Inhibition of prostate cancer cell line (PC-3) by anhydrodihydroartemisinin (ADHA) through caspase-dependent pathway

Faiz Ahmad; Amit Sarder; Rajesh Gour; Shibendra Kumar Lal Karna; Priya Arora; K P Ravindranathan Kartha; Yuba Raj Pokharel

doi:10.17179/excli2020-1331

Inhibition of prostate cancer cell line (PC-3) by anhydrodihydroartemisinin (ADHA) through caspase-dependent pathway

EXCLI J. 2020 May 11:19:613-619. doi: 10.17179/excli2020-1331. eCollection 2020.

Authors

Faiz Ahmad¹, Amit Sarder¹, Rajesh Gour², Shibendra Kumar Lal Karna¹, Priya Arora¹, K P Ravindranathan Kartha², Yuba Raj Pokharel¹

Affiliations

¹ Faculty of Life Sciences and Biotechnology, South Asian University, New Delhi-110021, India.
² Department of Medicinal Chemistry, National Institute of Pharmaceutical Education and Research, S.A.S Nagar, Punjab-160062, India.

Abstract

Cancer is a generic term for a large group of diseases characterized by the growth of abnormal cells, which is the second leading cause of death globally. To treat cancer, currently, a number of anticancer drugs belonging to various classes chemically are available. The discovery of artemisinin and its derivatives such as artesunate, arteether, and artemether became a milestone in the cure for malaria. Here, we report the anti-cancer property of anhydrodihydroartemisinin (ADHA) - a semisynthetic derivative of artemisinin against prostate cancer cell line PC-3. ADHA was found to be inhibiting growth of PC-3 cells. ADHA was also found to be inhibiting migration of PC-3 cells.

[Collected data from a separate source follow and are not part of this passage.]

//! Path specification algebra
//!
//! A path specification is an immutable, typed record naming a datum by
//! describing, from outside in, every container it is nested within. Chains
//! are parent-linked: exactly one record in a chain has no parent, and that
//! record must be a system-resolvable root (OS, FAKE or MOUNT).
//!
//! Equality, ordering and cache keys are all defined by the comparable form,
//! a canonical one-line-per-record serialization produced by
//! [`PathSpec::comparable`] and parsed back by
//! [`factory::from_comparable`].

pub mod factory;

use std::fmt;

// =============================================================================
// Type Indicators
// =============================================================================

/// Stable short identifier for every supported record type.
#[derive(Debug, Clone, Copy, PartialEq, Eq, Hash, PartialOrd, Ord)]
pub enum TypeIndicator {
    Os,
    Fake,
    Mount,
    DataRange,
    CompressedStream,
    EncodedStream,
    EncryptedStream,
    Gzip,
    Bzip2,
    Xz,
    Lzma,
    Ewf,
    Qcow,
    Vhdi,
    Vmdk,
    Raw,
    Modi,
    Phdi,
    Bde,
    Fvde,
    Luksde,
    ApfsContainer,
    Lvm,
    Gpt,
    Apm,
    Mbr,
    TskPartition,
    Vshadow,
    Apfs,
    Ext,
    Hfs,
    Ntfs,
    Xfs,
    Fat,
    Tsk,
    Cpio,
    Tar,
    Zip,
    SqliteBlob,
}

impl TypeIndicator {
    pub fn as_str(&self) -> &'static str {
        match self {
            TypeIndicator::Os => "OS",
            TypeIndicator::Fake => "FAKE",
            TypeIndicator::Mount => "MOUNT",
            TypeIndicator::DataRange => "DATA_RANGE",
            TypeIndicator::CompressedStream => "COMPRESSED_STREAM",
            TypeIndicator::EncodedStream => "ENCODED_STREAM",
            TypeIndicator::EncryptedStream => "ENCRYPTED_STREAM",
            TypeIndicator::Gzip => "GZIP",
            TypeIndicator::Bzip2 => "BZIP2",
            TypeIndicator::Xz => "XZ",
            TypeIndicator::Lzma => "LZMA",
            TypeIndicator::Ewf => "EWF",
            TypeIndicator::Qcow => "QCOW",
            TypeIndicator::Vhdi => "VHDI",
            TypeIndicator::Vmdk => "VMDK",
            TypeIndicator::Raw => "RAW",
            TypeIndicator::Modi => "MODI",
            TypeIndicator::Phdi => "PHDI",
            TypeIndicator::Bde => "BDE",
            TypeIndicator::Fvde => "FVDE",
            TypeIndicator::Luksde => "LUKSDE",
            TypeIndicator::ApfsContainer => "APFS_CONTAINER",
            TypeIndicator::Lvm => "LVM",
            TypeIndicator::Gpt => "GPT",
            TypeIndicator::Apm => "APM",
            TypeIndicator::Mbr => "MBR",
            TypeIndicator::TskPartition => "TSK_PARTITION",
            TypeIndicator::Vshadow => "VSHADOW",
            TypeIndicator::Apfs => "APFS",
            TypeIndicator::Ext => "EXT",
            TypeIndicator::Hfs => "HFS",
            TypeIndicator::Ntfs => "NTFS",
            TypeIndicator::Xfs => "XFS",
            TypeIndicator::Fat => "FAT",
            TypeIndicator::Tsk => "TSK",
            TypeIndicator::Cpio => "CPIO",
            TypeIndicator::Tar => "TAR",
            TypeIndicator::Zip => "ZIP",
            TypeIndicator::SqliteBlob => "SQLITE_BLOB",
        }
    }

    pub fn from_str_indicator(value: &str) -> Option<Self> {
        Some(match value {
            "OS" => TypeIndicator::Os,
            "FAKE" => TypeIndicator::Fake,
            "MOUNT" => TypeIndicator::Mount,
            "DATA_RANGE" => TypeIndicator::DataRange,
            "COMPRESSED_STREAM" => TypeIndicator::CompressedStream,
            "ENCODED_STREAM" => TypeIndicator::EncodedStream,
            "ENCRYPTED_STREAM" => TypeIndicator::EncryptedStream,
            "GZIP" => TypeIndicator::Gzip,
            "BZIP2" => TypeIndicator::Bzip2,
            "XZ" => TypeIndicator::Xz,
            "LZMA" => TypeIndicator::Lzma,
            "EWF" => TypeIndicator::Ewf,
            "QCOW" => TypeIndicator::Qcow,
            "VHDI" => TypeIndicator::Vhdi,
            "VMDK" => TypeIndicator::Vmdk,
            "RAW" => TypeIndicator::Raw,
            "MODI" => TypeIndicator::Modi,
            "PHDI" => TypeIndicator::Phdi,
            "BDE" => TypeIndicator::Bde,
            "FVDE" => TypeIndicator::Fvde,
            "LUKSDE" => TypeIndicator::Luksde,
            "APFS_CONTAINER" => TypeIndicator::ApfsContainer,
            "LVM" => TypeIndicator::Lvm,
            "GPT" => TypeIndicator::Gpt,
            "APM" => TypeIndicator::Apm,
            "MBR" => TypeIndicator::Mbr,
            "TSK_PARTITION" => TypeIndicator::TskPartition,
            "VSHADOW" => TypeIndicator::Vshadow,
            "APFS" => TypeIndicator::Apfs,
            "EXT" => TypeIndicator::Ext,
            "HFS" => TypeIndicator::Hfs,
            "NTFS" => TypeIndicator::Ntfs,
            "XFS" => TypeIndicator::Xfs,
            "FAT" => TypeIndicator::Fat,
            "TSK" => TypeIndicator::Tsk,
            "CPIO" => TypeIndicator::Cpio,
            "TAR" => TypeIndicator::Tar,
            "ZIP" => TypeIndicator::Zip,
            "SQLITE_BLOB" => TypeIndicator::SqliteBlob,
            _ => return None,
        })
    }

    /// True for types resolvable by the host without opening any container.
    pub fn is_system_level(&self) -> bool {
        matches!(
            self,
            TypeIndicator::Os | TypeIndicator::Fake | TypeIndicator::Mount
        )
    }

    /// True for types that expose a navigable entry hierarchy.
    pub fn is_file_system(&self) -> bool {
        matches!(
            self,
            TypeIndicator::Apfs
                | TypeIndicator::Ext
                | TypeIndicator::Hfs
                | TypeIndicator::Ntfs
                | TypeIndicator::Xfs
                | TypeIndicator::Fat
                | TypeIndicator::Tsk
                | TypeIndicator::Cpio
                | TypeIndicator::Tar
                | TypeIndicator::Zip
                | TypeIndicator::Fake
                | TypeIndicator::Os
        )
    }

    /// True for volume-system types whose roots enumerate volumes or stores.
    pub fn is_volume_system(&self) -> bool {
        matches!(
            self,
            TypeIndicator::ApfsContainer
                | TypeIndicator::Lvm
                | TypeIndicator::Gpt
                | TypeIndicator::Apm
                | TypeIndicator::Mbr
                | TypeIndicator::TskPartition
                | TypeIndicator::Vshadow
        )
    }

    /// True for volume types that may require credentials to unlock.
    pub fn supports_credentials(&self) -> bool {
        matches!(
            self,
            TypeIndicator::Bde
                | TypeIndicator::Fvde
                | TypeIndicator::Luksde
                | TypeIndicator::ApfsContainer
                | TypeIndicator::EncryptedStream
        )
    }
}
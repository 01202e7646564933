//! File system searcher
//!
//! Walks a file system emitting the chains of entries that match the given
//! find specifications. A find spec constrains any combination of: the
//! location (one pattern per path segment, literal or regex), the traversal
//! depth, the entry type, a required named data stream, and case
//! sensitivity. The result sequence is a pull-based iterator; directory
//! handles are released as their subtrees finish.

use std::sync::Arc;

use regex::Regex;

use crate::error::{VfsError, VfsResult};
use crate::path_spec::PathSpec;
use crate::vfs::{EntryType, FileEntry, FileSystem};

enum SegmentMatcher {
    Literal(String),
    Pattern(Regex),
}

/// One search constraint set.
pub struct FindSpec {
    /// One matcher per path segment; None matches entries at any location.
    segments: Option<Vec<SegmentMatcher>>,
    minimum_depth: Option<usize>,
    maximum_depth: Option<usize>,
    entry_type: Option<EntryType>,
    data_stream_name: Option<String>,
    case_sensitive: bool,
}

impl FindSpec {
    pub fn new() -> Self {
        Self {
            segments: None,
            minimum_depth: None,
            maximum_depth: None,
            entry_type: None,
            data_stream_name: None,
            case_sensitive: true,
        }
    }

    /// Matches the exact location, segment by segment.
    pub fn with_location(mut self, location: &str) -> Self {
        self.segments = Some(
            location
                .split('/')
                .filter(|s| !s.is_empty())
                .map(|s| SegmentMatcher::Literal(s.to_string()))
                .collect(),
        );
        self
    }

    /// Matches a location where each segment is a regular expression
    /// (anchored to the whole segment).
    pub fn with_location_regex(mut self, location: &str) -> VfsResult<Self> {
        let mut segments = Vec::new();
        for segment in location.split('/').filter(|s| !s.is_empty()) {
            let anchored = if self.case_sensitive {
                format!("^(?:{})$", segment)
            } else {
                format!("(?i)^(?:{})$", segment)
            };
            let pattern = Regex::new(&anchored).map_err(|e| {
                VfsError::PathSpec(format!("bad location regex segment {}: {}", segment, e))
            })?;
            segments.push(SegmentMatcher::Pattern(pattern));
        }
        self.segments = Some(segments);
        Ok(self)
    }

    pub fn with_minimum_depth(mut self, depth: usize) -> Self {
        self.minimum_depth = Some(depth);
        self
    }

    pub fn with_maximum_depth(mut self, depth: usize) -> Self {
        self.maximum_depth = Some(depth);
        self
    }

    pub fn with_entry_type(mut self, entry_type: EntryType) -> Self {
        self.entry_type = Some(entry_type);
        self
    }

    /// Requires the entry to carry a data stream with this name.
    pub fn with_data_stream_name(mut self, name: &str) -> Self {
        self.data_stream_name = Some(name.to_string());
        self
    }

    /// Case-insensitive matching must be requested before location patterns
    /// are set.
    pub fn case_insensitive(mut self) -> Self {
        self.case_sensitive = false;
        self
    }

    /// Whether the segment at `depth` (1-based) can lie on a matching path.
    /// Used for pruning: a subtree whose segment cannot match is skipped.
    fn segment_matches(&self, depth: usize, name: &str) -> bool {
        let Some(segments) = &self.segments else {
            return true;
        };
        let Some(matcher) = segments.get(depth - 1) else {
            return false; // deeper than the location
        };
        match matcher {
            SegmentMatcher::Literal(literal) => {
                if self.case_sensitive {
                    literal == name
                } else {
                    literal.eq_ignore_ascii_case(name)
                }
            }
            SegmentMatcher::Pattern(pattern) => pattern.is_match(name),
        }
    }

    /// Full match test for an entry at `depth`.
    fn matches(&self, entry: &dyn FileEntry, depth: usize) -> VfsResult<bool> {
        if let Some(segments) = &self.segments {
            if depth != segments.len() || !self.segment_matches(depth, &entry.name()) {
                return Ok(false);
            }
        }
        if let Some(minimum) = self.minimum_depth {
            if depth < minimum {
                return Ok(false);
            }
        }
        if let Some(maximum) = self.maximum_depth {
            if depth > maximum {
                return Ok(false);
            }
        }
        if let Some(wanted) = self.entry_type {
            if entry.entry_type() != wanted {
                return Ok(false);
            }
        }
        if let Some(name) = &self.data_stream_name {
            let present = entry
                .data_streams()?
                .iter()
                .any(|stream| &stream.name == name);
            if !present {
                return Ok(false);
            }
        }
        Ok(true)
    }

    /// Whether any match can exist below `depth` on this path.
    fn can_descend(&self, depth: usize, name: &str) -> bool {
        match &self.segments {
            Some(segments) => depth < segments.len() && self.segment_matches(depth, name),
            None => self
                .maximum_depth
                .map(|maximum| depth < maximum)
                .unwrap_or(true),
        }
    }
}

impl Default for FindSpec {
    fn default() -> Self {
        Self::new()
    }
}

pub struct FileSystemSearcher {
    file_system: Arc<dyn FileSystem>,
}

impl FileSystemSearcher {
    pub fn new(file_system: Arc<dyn FileSystem>) -> Self {
        Self { file_system }
    }

    /// Lazy sequence of chains matching any of the find specs. Each call
    /// starts a fresh traversal.
    pub fn find<'a>(&'a self, find_specs: &'a [FindSpec]) -> VfsResult<FindIterator<'a>> {
        let root = self.file_system.root_entry()?;
        Ok(FindIterator {
            find_specs,
            stack: vec![(root, 0)],
        })
    }
}

/// Depth-first pull iterator over matching entries.
pub struct FindIterator<'a> {
    find_specs: &'a [FindSpec],
    stack: Vec<(Box<dyn FileEntry>, usize)>,
}

impl Iterator for FindIterator<'_> {
    type Item = VfsResult<PathSpec>;

    fn next(&mut self) -> Option<Self::Item> {
        while let Some((entry, depth)) = self.stack.pop() {
            // Push children first so matches surface in traversal order.
            if entry.is_directory()
                && (depth == 0
                    || self
                        .find_specs
                        .iter()
                        .any(|spec| spec.can_descend(depth, &entry.name())))
            {
                match entry.sub_entries() {
                    Ok(children) => {
                        for child in children {
                            match child {
                                Ok(child) => self.stack.push((child, depth + 1)),
                                Err(error) => return Some(Err(error)),
                            }
                        }
                    }
                    Err(error) => return Some(Err(error)),
                }
            }

            if depth == 0 {
                continue;
            }
            for spec in self.find_specs {
                match spec.matches(entry.as_ref(), depth) {
                    Ok(true) => return Some(Ok(entry.path_spec())),
                    Ok(false) => {}
                    Err(error) => return Some(Err(error)),
                }
            }
        }
        None
    }
}

#[cfg(test)]
mod tests {
    use super::*;
    use crate::vfs::fake::FakeFileSystemBuilder;

    fn sample_searcher() -> FileSystemSearcher {
        let fs = FakeFileSystemBuilder::new()
            .add_file("/etc/passwd", b"root")
            .add_file("/etc/shadow", b"hash")
            .add_file("/var/log/syslog", b"log")
            .add_file("/var/log/auth.log", b"auth")
            .add_directory("/var/empty")
            .build();
        FileSystemSearcher::new(fs)
    }

    fn locations(results: Vec<VfsResult<PathSpec>>) -> Vec<String> {
        let mut out: Vec<String> = results
            .into_iter()
            .map(|r| r.unwrap().location().unwrap().to_string())
            .collect();
        out.sort();
        out
    }

    #[test]
    fn test_exact_location() {
        let searcher = sample_searcher();
        let specs = [FindSpec::new().with_location("/etc/passwd")];
        let found = locations(searcher.find(&specs).unwrap().collect());
        assert_eq!(found, vec!["/etc/passwd"]);
    }

    #[test]
    fn test_segment_regex() {
        let searcher = sample_searcher();
        let specs = [FindSpec::new()
            .with_location_regex("/var/log/.*\\.log")
            .unwrap()];
        let found = locations(searcher.find(&specs).unwrap().collect());
        assert_eq!(found, vec!["/var/log/auth.log"]);
    }

    #[test]
    fn test_case_insensitive() {
        let searcher = sample_searcher();
        let specs = [FindSpec::new()
            .case_insensitive()
            .with_location("/ETC/PASSWD")];
        let found = locations(searcher.find(&specs).unwrap().collect());
        assert_eq!(found, vec!["/etc/passwd"]);
    }

    #[test]
    fn test_entry_type_filter() {
        let searcher = sample_searcher();
        let specs = [FindSpec::new()
            .with_entry_type(EntryType::Directory)
            .with_maximum_depth(2)];
        let found = locations(searcher.find(&specs).unwrap().collect());
        assert_eq!(found, vec!["/etc", "/var", "/var/empty"]);
    }

    #[test]
    fn test_depth_bounds() {
        let searcher = sample_searcher();
        let specs = [FindSpec::new()
            .with_minimum_depth(3)
            .with_entry_type(EntryType::File)];
        let found = locations(searcher.find(&specs).unwrap().collect());
        assert_eq!(found, vec!["/var/log/auth.log", "/var/log/syslog"]);
    }

    #[test]
    fn test_multiple_specs_union() {
        let searcher = sample_searcher();
        let specs = [
            FindSpec::new().with_location("/etc/shadow"),
            FindSpec::new().with_location("/var/log/syslog"),
        ];
        let found = locations(searcher.find(&specs).unwrap().collect());
        assert_eq!(found, vec!["/etc/shadow", "/var/log/syslog"]);
    }

    #[test]
    fn test_restartable() {
        let searcher = sample_searcher();
        let specs = [FindSpec::new().with_location("/etc/passwd")];
        let first = locations(searcher.find(&specs).unwrap().collect());
        let second = locations(searcher.find(&specs).unwrap().collect());
        assert_eq!(first, second);
    }
}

At molecular level, ADHA was found to be inhibiting the expression of c-Jun, p-c-Jun, p-Akt and NF-κB and activated caspase 3 and 7. The results show that ADHA like few other artemisinin derivatives hold potential to be used as an anti-cancer agent against prostate cancer cells.

Keywords: Akt; NF-kappaB; PC-3; anhydrodihydroartemisinin; apoptosis; c-Jun; caspase 3; caspase 7.